The conditional probability law is:

P(B | A) * P(A) = P(A ∩ B)

Which, with a little squinting, corresponds to the logical notion of modus ponens:

(A → B) ∧ A ⇔ A ∧ B

7. Jan 2, 2013

### chiro

Hey berdan and welcome to the forums.

You can think of conditional probability as a probability where the new universal probability space is now a subset of the true space instead of the actual universal set.

This is all that is going on: you are selecting a "slice" of the expanding universal set and finding a probability of an event relative to a particular subset.

Its a lot easier to draw a Venn diagram to see this in action but this is all conditioning is.

8. Jan 3, 2013

### 1MileCrash

I think the way to think of it is that in Pr(A|B), B is the sample space.
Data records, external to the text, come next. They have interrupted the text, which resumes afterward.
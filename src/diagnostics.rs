//! Diagnostics: logging setup, log rotation and status reporting.
//!
//! - **Logging**: console plus a daily rolling file under `<data_dir>/logs`.
//! - **About info**: version, build timestamp, git SHA, platform.
//! - **Health**: a JSON snapshot of the cart, the order board and pending notices.

use serde_json::{json, Value};
use std::fs;
use std::path::Path;
use tracing::warn;
use tracing_appender::non_blocking::WorkerGuard;
use tracing_subscriber::{fmt, layer::SubscriberExt, util::SubscriberInitExt, EnvFilter};

use crate::cart::LocalCart;
use crate::notices::Notices;
use crate::orders::OrderBoard;

/// Maximum number of log files to retain.
pub const MAX_LOG_FILES: usize = 10;

const LOG_FILE_PREFIX: &str = "marketplace";
const DEFAULT_FILTER: &str = "info,marketplace_sync=debug";

/// Install the global subscriber. Keep the returned guard alive until exit;
/// dropping it flushes the file writer.
pub fn init_logging(log_dir: &Path) -> WorkerGuard {
    let env_filter =
        EnvFilter::try_from_default_env().unwrap_or_else(|_| EnvFilter::new(DEFAULT_FILTER));

    let dir_ok = fs::create_dir_all(log_dir).is_ok();
    prune_old_logs(log_dir);

    let file_appender = tracing_appender::rolling::daily(log_dir, LOG_FILE_PREFIX);
    let (non_blocking, guard) = tracing_appender::non_blocking(file_appender);

    let file_layer = fmt::layer()
        .with_writer(non_blocking)
        .with_ansi(false)
        .with_target(true);
    let console_layer = fmt::layer().with_target(true);

    tracing_subscriber::registry()
        .with(env_filter)
        .with(console_layer)
        .with(file_layer)
        .init();

    if !dir_ok {
        warn!("Could not create log directory {}", log_dir.display());
    }
    guard
}

/// Returns version, build timestamp, git SHA, and platform info.
pub fn about_info() -> Value {
    json!({
        "version": env!("CARGO_PKG_VERSION"),
        "buildTimestamp": env!("BUILD_TIMESTAMP"),
        "gitSha": env!("BUILD_GIT_SHA"),
        "platform": std::env::consts::OS,
        "arch": std::env::consts::ARCH,
    })
}

/// Point-in-time view of what the client is holding.
pub fn health_snapshot(cart: &LocalCart, board: &OrderBoard, notices: &Notices) -> Value {
    let cart = cart.snapshot();
    let active_notices = notices.active();
    json!({
        "cart": {
            "lines": cart.items.len(),
            "itemCount": cart.item_count,
            "total": cart.total,
        },
        "orders": {
            "active": board.orders().len(),
            "lastPolledAt": board.last_polled_at().map(|t| t.to_rfc3339()),
            "lastError": board.last_error(),
            "polling": !board.is_closed(),
        },
        "notices": active_notices,
    })
}

/// Prune old log files in `log_dir`, keeping only the most recent `MAX_LOG_FILES`.
pub fn prune_old_logs(log_dir: &Path) {
    if !log_dir.exists() {
        return;
    }

    let mut log_files: Vec<(std::path::PathBuf, std::time::SystemTime)> = Vec::new();
    if let Ok(entries) = fs::read_dir(log_dir) {
        for entry in entries.flatten() {
            let path = entry.path();
            if !path.is_file() {
                continue;
            }
            let is_log = path
                .file_name()
                .and_then(|n| n.to_str())
                .is_some_and(|n| n.starts_with(LOG_FILE_PREFIX));
            if is_log {
                let modified = entry
                    .metadata()
                    .ok()
                    .and_then(|m| m.modified().ok())
                    .unwrap_or(std::time::UNIX_EPOCH);
                log_files.push((path, modified));
            }
        }
    }

    // Newest first
    log_files.sort_by(|a, b| b.1.cmp(&a.1));

    for (path, _) in log_files.iter().skip(MAX_LOG_FILES) {
        if let Err(e) = fs::remove_file(path) {
            warn!("Failed to prune log file {}: {e}", path.display());
        }
    }
}
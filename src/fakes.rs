//! Scripted remotes for unit tests.

use std::collections::VecDeque;
use std::sync::atomic::{AtomicUsize, Ordering};
use std::sync::Mutex;
use std::time::Duration;

use crate::api::{CartRemote, OrderRemote};
use crate::error::RemoteError;
use crate::models::{CartLine, Order, OrderStatus};

pub fn order(id: &str, status: &str) -> Order {
    Order {
        id: id.to_string(),
        order_number: String::new(),
        status: OrderStatus::from(status),
        items: Vec::new(),
        created_at: None,
    }
}

type Scripted<T> = Mutex<VecDeque<(Duration, Result<T, RemoteError>)>>;

/// Order remote that replays queued responses after a per-call delay.
#[derive(Default)]
pub struct ScriptedOrders {
    fetches: Scripted<Vec<Order>>,
    statuses: Scripted<Order>,
    status_calls: Mutex<Vec<(String, OrderStatus)>>,
    fetch_calls: AtomicUsize,
    in_flight: AtomicUsize,
    max_in_flight: AtomicUsize,
}

impl ScriptedOrders {
    pub fn new() -> Self {
        Self::default()
    }

    pub fn push_fetch(&self, delay: Duration, result: Result<Vec<Order>, RemoteError>) {
        self.fetches.lock().unwrap().push_back((delay, result));
    }

    pub fn push_status(&self, delay: Duration, result: Result<Order, RemoteError>) {
        self.statuses.lock().unwrap().push_back((delay, result));
    }

    pub fn fetch_calls(&self) -> usize {
        self.fetch_calls.load(Ordering::SeqCst)
    }

    pub fn max_in_flight(&self) -> usize {
        self.max_in_flight.load(Ordering::SeqCst)
    }

    pub fn status_calls(&self) -> Vec<(String, OrderStatus)> {
        self.status_calls.lock().unwrap().clone()
    }
}

impl OrderRemote for ScriptedOrders {
    async fn fetch_active_orders(&self) -> Result<Vec<Order>, RemoteError> {
        self.fetch_calls.fetch_add(1, Ordering::SeqCst);
        let now = self.in_flight.fetch_add(1, Ordering::SeqCst) + 1;
        self.max_in_flight.fetch_max(now, Ordering::SeqCst);

        let next = self.fetches.lock().unwrap().pop_front();
        let (delay, result) = next.unwrap_or((Duration::ZERO, Ok(Vec::new())));
        tokio::time::sleep(delay).await;

        self.in_flight.fetch_sub(1, Ordering::SeqCst);
        result
    }

    async fn update_order_status(
        &self,
        order_id: &str,
        status: &OrderStatus,
    ) -> Result<Order, RemoteError> {
        self.status_calls
            .lock()
            .unwrap()
            .push((order_id.to_string(), status.clone()));
        let next = self.statuses.lock().unwrap().pop_front();
        let (delay, result) = next.unwrap_or_else(|| {
            (
                Duration::ZERO,
                Err(RemoteError::Unavailable("no scripted response".into())),
            )
        });
        tokio::time::sleep(delay).await;
        result
    }
}

/// Cart remote that records calls and either succeeds or fails them all.
#[derive(Default)]
pub struct RecordingCart {
    pub credential: bool,
    pub fail_with: Option<RemoteError>,
    pub remote_lines: Vec<CartLine>,
    pub delay: Duration,
    calls: Mutex<Vec<String>>,
}

impl RecordingCart {
    pub fn signed_in() -> Self {
        Self {
            credential: true,
            ..Self::default()
        }
    }

    pub fn failing(error: RemoteError) -> Self {
        Self {
            credential: true,
            fail_with: Some(error),
            ..Self::default()
        }
    }

    pub fn with_remote_lines(lines: Vec<CartLine>) -> Self {
        Self {
            credential: true,
            remote_lines: lines,
            ..Self::default()
        }
    }

    /// Hold every call for `delay` before answering.
    pub fn with_delay(mut self, delay: Duration) -> Self {
        self.delay = delay;
        self
    }

    pub fn calls(&self) -> Vec<String> {
        self.calls.lock().unwrap().clone()
    }

    async fn record(&self, call: String) -> Result<(), RemoteError> {
        self.calls.lock().unwrap().push(call);
        tokio::time::sleep(self.delay).await;
        match &self.fail_with {
            Some(e) => Err(e.clone()),
            None => Ok(()),
        }
    }
}

impl CartRemote for RecordingCart {
    fn has_credential(&self) -> bool {
        self.credential
    }

    async fn add_to_cart(&self, product_id: &str, quantity: u32) -> Result<(), RemoteError> {
        self.record(format!("add {product_id} {quantity}")).await
    }

    async fn update_cart_line(&self, product_id: &str, quantity: u32) -> Result<(), RemoteError> {
        self.record(format!("update {product_id} {quantity}")).await
    }

    async fn remove_from_cart(&self, product_id: &str) -> Result<(), RemoteError> {
        self.record(format!("remove {product_id}")).await
    }

    async fn clear_cart(&self) -> Result<(), RemoteError> {
        self.record("clear".to_string()).await
    }

    async fn fetch_cart(&self) -> Result<Vec<CartLine>, RemoteError> {
        self.record("fetch".to_string()).await?;
        Ok(self.remote_lines.clone())
    }
}
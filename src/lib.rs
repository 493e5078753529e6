//! Marketplace sync client.
//!
//! Keeps a local shopping cart that mirrors to the marketplace backend on a
//! best-effort basis, and a kitchen order board that polls the backend for
//! active orders and pushes status changes optimistically.
//!
//! All shared state (cart, board, token store, notices) is created by the
//! caller and passed around as `Arc`s; nothing here is a global.

use std::sync::Arc;
use tracing::{info, warn};

mod api;
mod cart;
mod cart_sync;
mod config;
mod db;
mod diagnostics;
mod error;
mod models;
mod notices;
mod orders;
mod poller;
mod storage;

#[cfg(test)]
mod fakes;

pub use api::{parse_order, parse_orders, parse_remote_cart, ApiClient, CartRemote, OrderRemote, RetryPolicy};
pub use cart::LocalCart;
pub use cart_sync::CartSync;
pub use config::{normalize_api_url, Config};
pub use db::{init as open_snapshot_db, open_in_memory as open_snapshot_db_in_memory, DbState};
pub use diagnostics::{about_info, health_snapshot, init_logging, prune_old_logs};
pub use error::{CartError, OrderError, RemoteError, StorageError};
pub use models::{CartItem, CartLine, CartSnapshot, Order, OrderItem, OrderStatus};
pub use notices::{Notice, NoticeLevel, Notices};
pub use orders::{OrderBoard, StatusMutator};
pub use poller::{start_order_poll, OrderPoller};
pub use storage::{KeyringTokenStore, MemoryTokenStore, TokenStore};

const DEVICE_SETTING_CATEGORY: &str = "device";
const DEVICE_ID_KEY: &str = "device_id";

/// Stable per-install identifier sent as `X-Device-Id`.
fn load_or_create_device_id(db: &DbState) -> String {
    let conn = db.lock();
    if let Some(id) = db::get_setting(&conn, DEVICE_SETTING_CATEGORY, DEVICE_ID_KEY)
        .filter(|id| !id.trim().is_empty())
    {
        return id;
    }
    let id = uuid::Uuid::new_v4().to_string();
    if let Err(e) = db::set_setting(&conn, DEVICE_SETTING_CATEGORY, DEVICE_ID_KEY, &id) {
        warn!("Could not persist device id: {e}");
    }
    id
}

/// Headless kitchen display: poll active orders until Ctrl-C.
pub async fn run() -> anyhow::Result<()> {
    let config = Config::load();
    let _log_guard = diagnostics::init_logging(&config.log_dir());

    info!(
        version = env!("CARGO_PKG_VERSION"),
        api_url = %config.api_url,
        "Starting marketplace-sync"
    );

    let db = Arc::new(db::init(&config.data_dir).map_err(anyhow::Error::msg)?);
    let device_id = load_or_create_device_id(&db);

    let tokens: Arc<dyn TokenStore> = Arc::new(KeyringTokenStore::new());
    if !tokens.has_token() {
        warn!("No bearer token stored; cart changes stay on this device");
    }

    let client = Arc::new(ApiClient::new(&config, tokens)?.with_device_id(device_id));
    let cart = Arc::new(LocalCart::open(db)?);
    let board = Arc::new(OrderBoard::new());
    let notices = Arc::new(Notices::new(config.notice_ttl));

    info!(lines = cart.snapshot().items.len(), "Cart restored");

    let mut board_rx = board.subscribe();
    let board_watch = tokio::spawn(async move {
        while board_rx.changed().await.is_ok() {
            let orders = board_rx.borrow_and_update().clone();
            info!(active = orders.len(), "Order board updated");
            for order in &orders {
                info!(
                    order_id = %order.id,
                    order_number = %order.order_number,
                    status = %order.status,
                    items = order.items.len(),
                    "order"
                );
            }
        }
    });

    let poller = poller::start_order_poll(board.clone(), client, config.poll_interval);

    tokio::signal::ctrl_c().await?;
    info!("Shutdown requested");

    poller.shutdown().await;
    board_watch.abort();

    info!(
        health = %diagnostics::health_snapshot(&cart, &board, &notices),
        "Stopped"
    );
    Ok(())
}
It is quite intuitive to see this when looking at the definition:

Pr(A|B) = Pr(A intersect B) / Pr(B)

So, we consider only the instances of A occurring in the case that B also has occurred. We then divide by the probability of B to "adjust it" because our probability is one of saying "B certainly happened, given this, what is the probability that A happened as well."

You could even write any standard probability as a conditional probability. For example, Pr(A) in some sample space S is exactly Pr(A|S). Using the definition for conditional probability,

Pr(A|S) = Pr(A intersect S)/Pr(S)

We know that A intersect S is just A because A is a subset of S. We also know that Pr(S) = 1, so we just have Pr(A). Conditional probability for some other even B is the same notion, we are "moving" from sample space S to "sample space" B.

You also seem to be trying to relate Pr(A|B) to Pr(A intersect B). There are important relations between the two.

If Pr(A intersect B) = Pr(A|B), then it must be the case that:

Pr(A int B) = Pr(A int B)/Pr(B)

But the only solution to this is that Pr(A int B) has a probability of 0, and thus A and B are disjoint events.

There is also another.

If Pr(A|B) = Pr(A),

Then

Pr(A intersect B)/Pr(B) = Pr(A)
Pr(A intersect B) = Pr(A)Pr(B)

This is the definition of independent events. If the probability of A is the same whether or not B occured then the probability of A intersect B is equal to the product of the probabilities of A and B.